- [WHAT THE EXERCISE ASKS]: If a line of the records contains the word "which", list it.

[Records drawn from a dataset]
• • •
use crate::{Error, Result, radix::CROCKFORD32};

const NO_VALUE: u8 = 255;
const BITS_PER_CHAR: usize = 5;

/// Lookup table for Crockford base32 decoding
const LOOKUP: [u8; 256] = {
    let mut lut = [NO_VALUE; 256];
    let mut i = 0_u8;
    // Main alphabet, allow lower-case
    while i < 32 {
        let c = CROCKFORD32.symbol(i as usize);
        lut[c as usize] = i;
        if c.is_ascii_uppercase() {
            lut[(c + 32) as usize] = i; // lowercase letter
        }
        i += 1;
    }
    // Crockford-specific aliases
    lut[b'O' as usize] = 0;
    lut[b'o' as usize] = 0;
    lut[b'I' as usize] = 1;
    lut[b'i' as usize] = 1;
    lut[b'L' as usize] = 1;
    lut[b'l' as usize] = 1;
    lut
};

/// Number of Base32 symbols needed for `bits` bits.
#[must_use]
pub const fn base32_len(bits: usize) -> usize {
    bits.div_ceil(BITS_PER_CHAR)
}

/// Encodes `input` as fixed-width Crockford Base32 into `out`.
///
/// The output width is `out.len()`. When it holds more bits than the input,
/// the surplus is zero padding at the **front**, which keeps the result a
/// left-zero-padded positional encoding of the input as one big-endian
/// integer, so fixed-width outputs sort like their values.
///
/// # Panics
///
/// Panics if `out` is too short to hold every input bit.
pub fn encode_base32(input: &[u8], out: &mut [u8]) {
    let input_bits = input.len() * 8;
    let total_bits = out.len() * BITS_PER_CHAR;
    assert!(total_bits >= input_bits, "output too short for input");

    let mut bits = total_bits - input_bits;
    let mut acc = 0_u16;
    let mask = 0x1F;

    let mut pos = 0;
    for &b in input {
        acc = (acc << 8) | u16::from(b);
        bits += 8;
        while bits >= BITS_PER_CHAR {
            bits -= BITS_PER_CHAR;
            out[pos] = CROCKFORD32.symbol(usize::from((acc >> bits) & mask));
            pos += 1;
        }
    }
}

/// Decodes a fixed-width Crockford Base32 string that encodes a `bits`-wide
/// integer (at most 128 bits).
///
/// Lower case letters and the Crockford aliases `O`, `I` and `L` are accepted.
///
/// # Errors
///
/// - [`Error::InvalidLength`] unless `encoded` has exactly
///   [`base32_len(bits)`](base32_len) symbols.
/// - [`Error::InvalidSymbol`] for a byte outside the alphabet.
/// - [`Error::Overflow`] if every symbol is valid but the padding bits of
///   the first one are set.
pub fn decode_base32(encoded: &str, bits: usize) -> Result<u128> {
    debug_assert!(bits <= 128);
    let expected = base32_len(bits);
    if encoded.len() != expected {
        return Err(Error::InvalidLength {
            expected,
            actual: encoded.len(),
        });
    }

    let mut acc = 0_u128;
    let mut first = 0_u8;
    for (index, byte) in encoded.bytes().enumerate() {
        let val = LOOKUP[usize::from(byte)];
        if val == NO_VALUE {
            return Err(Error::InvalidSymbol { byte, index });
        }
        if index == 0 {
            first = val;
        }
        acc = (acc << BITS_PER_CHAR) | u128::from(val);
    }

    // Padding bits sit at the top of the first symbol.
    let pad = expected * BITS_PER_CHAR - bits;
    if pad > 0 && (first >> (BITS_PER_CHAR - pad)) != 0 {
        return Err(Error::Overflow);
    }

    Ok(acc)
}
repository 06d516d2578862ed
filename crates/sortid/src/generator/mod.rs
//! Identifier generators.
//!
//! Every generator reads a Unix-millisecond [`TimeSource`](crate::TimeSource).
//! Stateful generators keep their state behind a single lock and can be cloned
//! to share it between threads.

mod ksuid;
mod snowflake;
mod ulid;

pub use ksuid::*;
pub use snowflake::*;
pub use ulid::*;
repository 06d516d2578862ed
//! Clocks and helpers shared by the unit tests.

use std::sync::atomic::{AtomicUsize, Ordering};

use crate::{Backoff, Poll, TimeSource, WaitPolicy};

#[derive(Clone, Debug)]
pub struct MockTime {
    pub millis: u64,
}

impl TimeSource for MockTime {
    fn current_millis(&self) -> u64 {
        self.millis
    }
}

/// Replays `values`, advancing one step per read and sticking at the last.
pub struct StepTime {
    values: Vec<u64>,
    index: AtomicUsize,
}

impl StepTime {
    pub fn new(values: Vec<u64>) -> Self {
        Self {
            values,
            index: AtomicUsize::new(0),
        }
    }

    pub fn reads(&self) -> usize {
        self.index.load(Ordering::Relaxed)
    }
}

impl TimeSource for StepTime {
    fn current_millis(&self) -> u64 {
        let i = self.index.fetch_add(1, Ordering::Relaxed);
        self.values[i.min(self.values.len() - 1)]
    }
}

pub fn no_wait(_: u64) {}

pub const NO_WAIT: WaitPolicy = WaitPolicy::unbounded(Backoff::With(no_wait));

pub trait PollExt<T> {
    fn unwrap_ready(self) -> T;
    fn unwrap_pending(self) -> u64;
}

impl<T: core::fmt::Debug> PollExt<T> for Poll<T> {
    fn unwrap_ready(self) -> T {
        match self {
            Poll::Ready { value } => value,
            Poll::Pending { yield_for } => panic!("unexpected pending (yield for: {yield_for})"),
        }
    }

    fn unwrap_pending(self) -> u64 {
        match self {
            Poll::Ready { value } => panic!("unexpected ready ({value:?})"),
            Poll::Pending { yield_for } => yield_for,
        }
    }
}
• • •
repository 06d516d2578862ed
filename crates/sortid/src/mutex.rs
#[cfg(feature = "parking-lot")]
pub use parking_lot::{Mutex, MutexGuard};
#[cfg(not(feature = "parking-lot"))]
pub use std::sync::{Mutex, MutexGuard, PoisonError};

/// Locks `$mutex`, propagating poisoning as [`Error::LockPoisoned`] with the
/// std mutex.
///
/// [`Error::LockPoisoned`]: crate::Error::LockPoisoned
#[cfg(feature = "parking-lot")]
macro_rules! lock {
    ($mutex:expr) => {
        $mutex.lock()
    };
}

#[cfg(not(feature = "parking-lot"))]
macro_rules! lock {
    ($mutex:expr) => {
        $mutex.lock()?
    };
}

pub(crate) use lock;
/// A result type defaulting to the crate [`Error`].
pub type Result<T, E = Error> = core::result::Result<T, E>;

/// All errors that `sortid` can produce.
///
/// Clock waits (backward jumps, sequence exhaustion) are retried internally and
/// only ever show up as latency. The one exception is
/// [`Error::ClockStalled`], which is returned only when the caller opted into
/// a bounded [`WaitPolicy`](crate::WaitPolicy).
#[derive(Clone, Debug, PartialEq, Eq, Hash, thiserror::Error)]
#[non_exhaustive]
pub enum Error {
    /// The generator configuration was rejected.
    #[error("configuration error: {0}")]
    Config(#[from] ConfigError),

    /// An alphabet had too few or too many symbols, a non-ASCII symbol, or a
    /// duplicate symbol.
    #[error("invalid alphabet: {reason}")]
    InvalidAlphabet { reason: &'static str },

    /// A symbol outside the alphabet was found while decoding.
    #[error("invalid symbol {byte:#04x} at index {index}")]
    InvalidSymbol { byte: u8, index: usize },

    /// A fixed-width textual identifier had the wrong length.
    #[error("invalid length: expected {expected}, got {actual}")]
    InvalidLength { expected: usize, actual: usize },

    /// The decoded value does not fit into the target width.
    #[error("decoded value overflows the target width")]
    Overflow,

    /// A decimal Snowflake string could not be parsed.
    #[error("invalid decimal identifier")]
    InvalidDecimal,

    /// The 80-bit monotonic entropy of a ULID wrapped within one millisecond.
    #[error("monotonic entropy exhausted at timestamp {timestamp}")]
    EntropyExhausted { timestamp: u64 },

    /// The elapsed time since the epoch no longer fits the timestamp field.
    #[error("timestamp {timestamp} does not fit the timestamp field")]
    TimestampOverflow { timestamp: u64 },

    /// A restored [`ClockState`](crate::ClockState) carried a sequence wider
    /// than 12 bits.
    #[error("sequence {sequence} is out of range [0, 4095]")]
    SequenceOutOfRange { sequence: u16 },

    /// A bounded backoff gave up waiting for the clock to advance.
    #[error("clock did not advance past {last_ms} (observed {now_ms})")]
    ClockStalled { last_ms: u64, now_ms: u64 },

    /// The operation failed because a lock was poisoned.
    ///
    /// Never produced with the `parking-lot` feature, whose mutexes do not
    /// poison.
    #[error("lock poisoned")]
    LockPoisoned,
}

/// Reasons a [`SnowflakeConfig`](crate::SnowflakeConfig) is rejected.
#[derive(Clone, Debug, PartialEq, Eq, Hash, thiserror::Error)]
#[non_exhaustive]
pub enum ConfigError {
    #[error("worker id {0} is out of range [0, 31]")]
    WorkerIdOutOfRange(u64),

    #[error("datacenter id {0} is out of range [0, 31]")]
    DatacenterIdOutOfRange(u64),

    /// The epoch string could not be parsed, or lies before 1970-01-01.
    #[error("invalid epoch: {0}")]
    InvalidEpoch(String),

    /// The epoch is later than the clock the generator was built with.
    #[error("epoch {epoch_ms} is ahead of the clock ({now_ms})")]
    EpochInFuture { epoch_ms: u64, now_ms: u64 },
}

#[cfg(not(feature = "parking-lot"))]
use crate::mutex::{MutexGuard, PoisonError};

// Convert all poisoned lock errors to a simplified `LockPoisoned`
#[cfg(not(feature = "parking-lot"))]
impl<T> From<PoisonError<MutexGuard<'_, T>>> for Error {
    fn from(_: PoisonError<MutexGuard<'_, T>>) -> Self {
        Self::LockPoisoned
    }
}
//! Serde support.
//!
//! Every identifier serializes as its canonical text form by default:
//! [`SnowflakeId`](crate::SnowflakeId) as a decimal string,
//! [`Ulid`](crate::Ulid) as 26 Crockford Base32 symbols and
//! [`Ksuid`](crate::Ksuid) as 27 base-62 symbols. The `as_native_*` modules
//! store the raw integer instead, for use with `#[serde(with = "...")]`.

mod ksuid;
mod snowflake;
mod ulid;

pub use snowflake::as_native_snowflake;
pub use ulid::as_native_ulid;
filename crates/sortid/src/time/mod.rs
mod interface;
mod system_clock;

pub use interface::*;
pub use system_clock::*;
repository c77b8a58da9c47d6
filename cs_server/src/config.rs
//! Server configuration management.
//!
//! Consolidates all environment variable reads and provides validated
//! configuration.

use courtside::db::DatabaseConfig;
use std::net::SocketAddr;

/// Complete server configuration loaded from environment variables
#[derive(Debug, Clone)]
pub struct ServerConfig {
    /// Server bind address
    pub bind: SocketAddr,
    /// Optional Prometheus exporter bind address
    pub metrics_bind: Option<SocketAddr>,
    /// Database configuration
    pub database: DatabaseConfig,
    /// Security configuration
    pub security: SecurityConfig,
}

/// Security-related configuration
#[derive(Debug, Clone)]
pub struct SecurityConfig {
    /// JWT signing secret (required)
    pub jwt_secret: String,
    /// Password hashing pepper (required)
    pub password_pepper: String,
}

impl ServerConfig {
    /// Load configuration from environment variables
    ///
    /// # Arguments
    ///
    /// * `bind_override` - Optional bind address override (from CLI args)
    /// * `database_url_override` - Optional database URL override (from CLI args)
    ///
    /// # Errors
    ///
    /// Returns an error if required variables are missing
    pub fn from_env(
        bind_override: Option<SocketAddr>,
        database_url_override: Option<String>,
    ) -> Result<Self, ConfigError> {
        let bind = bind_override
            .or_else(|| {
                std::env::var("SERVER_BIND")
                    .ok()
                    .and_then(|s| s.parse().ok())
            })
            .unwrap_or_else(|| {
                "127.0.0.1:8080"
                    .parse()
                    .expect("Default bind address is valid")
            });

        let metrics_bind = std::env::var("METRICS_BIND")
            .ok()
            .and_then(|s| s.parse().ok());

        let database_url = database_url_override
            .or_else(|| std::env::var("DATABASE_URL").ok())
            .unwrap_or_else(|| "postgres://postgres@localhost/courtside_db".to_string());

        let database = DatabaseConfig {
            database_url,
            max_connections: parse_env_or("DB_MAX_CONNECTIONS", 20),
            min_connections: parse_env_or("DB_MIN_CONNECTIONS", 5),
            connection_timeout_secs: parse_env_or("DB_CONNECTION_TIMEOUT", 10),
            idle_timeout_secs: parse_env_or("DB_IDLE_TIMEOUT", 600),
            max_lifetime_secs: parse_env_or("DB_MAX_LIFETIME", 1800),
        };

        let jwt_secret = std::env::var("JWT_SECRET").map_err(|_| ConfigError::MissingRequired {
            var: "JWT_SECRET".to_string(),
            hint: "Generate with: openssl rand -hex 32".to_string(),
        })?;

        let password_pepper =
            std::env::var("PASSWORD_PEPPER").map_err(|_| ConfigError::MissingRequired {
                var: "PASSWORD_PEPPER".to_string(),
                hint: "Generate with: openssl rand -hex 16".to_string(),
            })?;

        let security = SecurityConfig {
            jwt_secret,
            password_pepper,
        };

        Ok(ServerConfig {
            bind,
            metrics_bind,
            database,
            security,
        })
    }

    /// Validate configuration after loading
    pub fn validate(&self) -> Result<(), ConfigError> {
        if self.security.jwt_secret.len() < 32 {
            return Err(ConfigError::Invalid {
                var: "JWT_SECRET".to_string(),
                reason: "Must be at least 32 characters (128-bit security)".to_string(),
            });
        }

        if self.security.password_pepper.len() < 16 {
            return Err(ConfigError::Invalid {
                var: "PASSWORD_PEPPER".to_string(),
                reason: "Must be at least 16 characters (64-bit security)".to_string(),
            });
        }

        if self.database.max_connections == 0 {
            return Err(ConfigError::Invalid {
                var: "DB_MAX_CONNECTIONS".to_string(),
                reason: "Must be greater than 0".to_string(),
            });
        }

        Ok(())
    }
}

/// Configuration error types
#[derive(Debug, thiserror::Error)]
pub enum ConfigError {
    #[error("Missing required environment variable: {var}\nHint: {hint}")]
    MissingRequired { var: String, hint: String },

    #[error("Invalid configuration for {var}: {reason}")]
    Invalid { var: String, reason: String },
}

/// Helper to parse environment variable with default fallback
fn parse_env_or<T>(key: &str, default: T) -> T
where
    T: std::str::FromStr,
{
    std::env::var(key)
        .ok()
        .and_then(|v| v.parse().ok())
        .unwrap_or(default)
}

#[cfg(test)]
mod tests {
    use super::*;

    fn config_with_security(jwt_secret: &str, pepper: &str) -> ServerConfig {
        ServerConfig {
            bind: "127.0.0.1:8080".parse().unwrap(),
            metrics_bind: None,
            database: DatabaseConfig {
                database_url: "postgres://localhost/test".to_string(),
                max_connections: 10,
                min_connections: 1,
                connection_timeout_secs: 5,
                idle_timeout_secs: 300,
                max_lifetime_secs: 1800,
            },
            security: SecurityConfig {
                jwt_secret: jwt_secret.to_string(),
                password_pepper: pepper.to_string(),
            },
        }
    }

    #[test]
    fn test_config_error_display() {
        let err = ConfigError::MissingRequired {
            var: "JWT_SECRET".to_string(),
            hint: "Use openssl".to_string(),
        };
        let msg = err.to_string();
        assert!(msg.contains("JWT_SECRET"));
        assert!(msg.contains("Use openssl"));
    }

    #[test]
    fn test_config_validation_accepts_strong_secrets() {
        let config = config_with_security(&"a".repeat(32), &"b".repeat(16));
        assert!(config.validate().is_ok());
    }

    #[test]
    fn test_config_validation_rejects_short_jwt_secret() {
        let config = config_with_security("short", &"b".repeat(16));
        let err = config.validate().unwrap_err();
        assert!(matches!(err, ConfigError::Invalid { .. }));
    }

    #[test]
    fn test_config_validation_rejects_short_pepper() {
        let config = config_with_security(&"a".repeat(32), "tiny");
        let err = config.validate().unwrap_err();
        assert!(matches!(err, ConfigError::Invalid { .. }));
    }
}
• • •
- [ANSWER TO THIS EXERCISE]:
/// the surplus is zero padding at the **front**, which keeps the result a
/// [`Error::ClockStalled`], which is returned only when the caller opted into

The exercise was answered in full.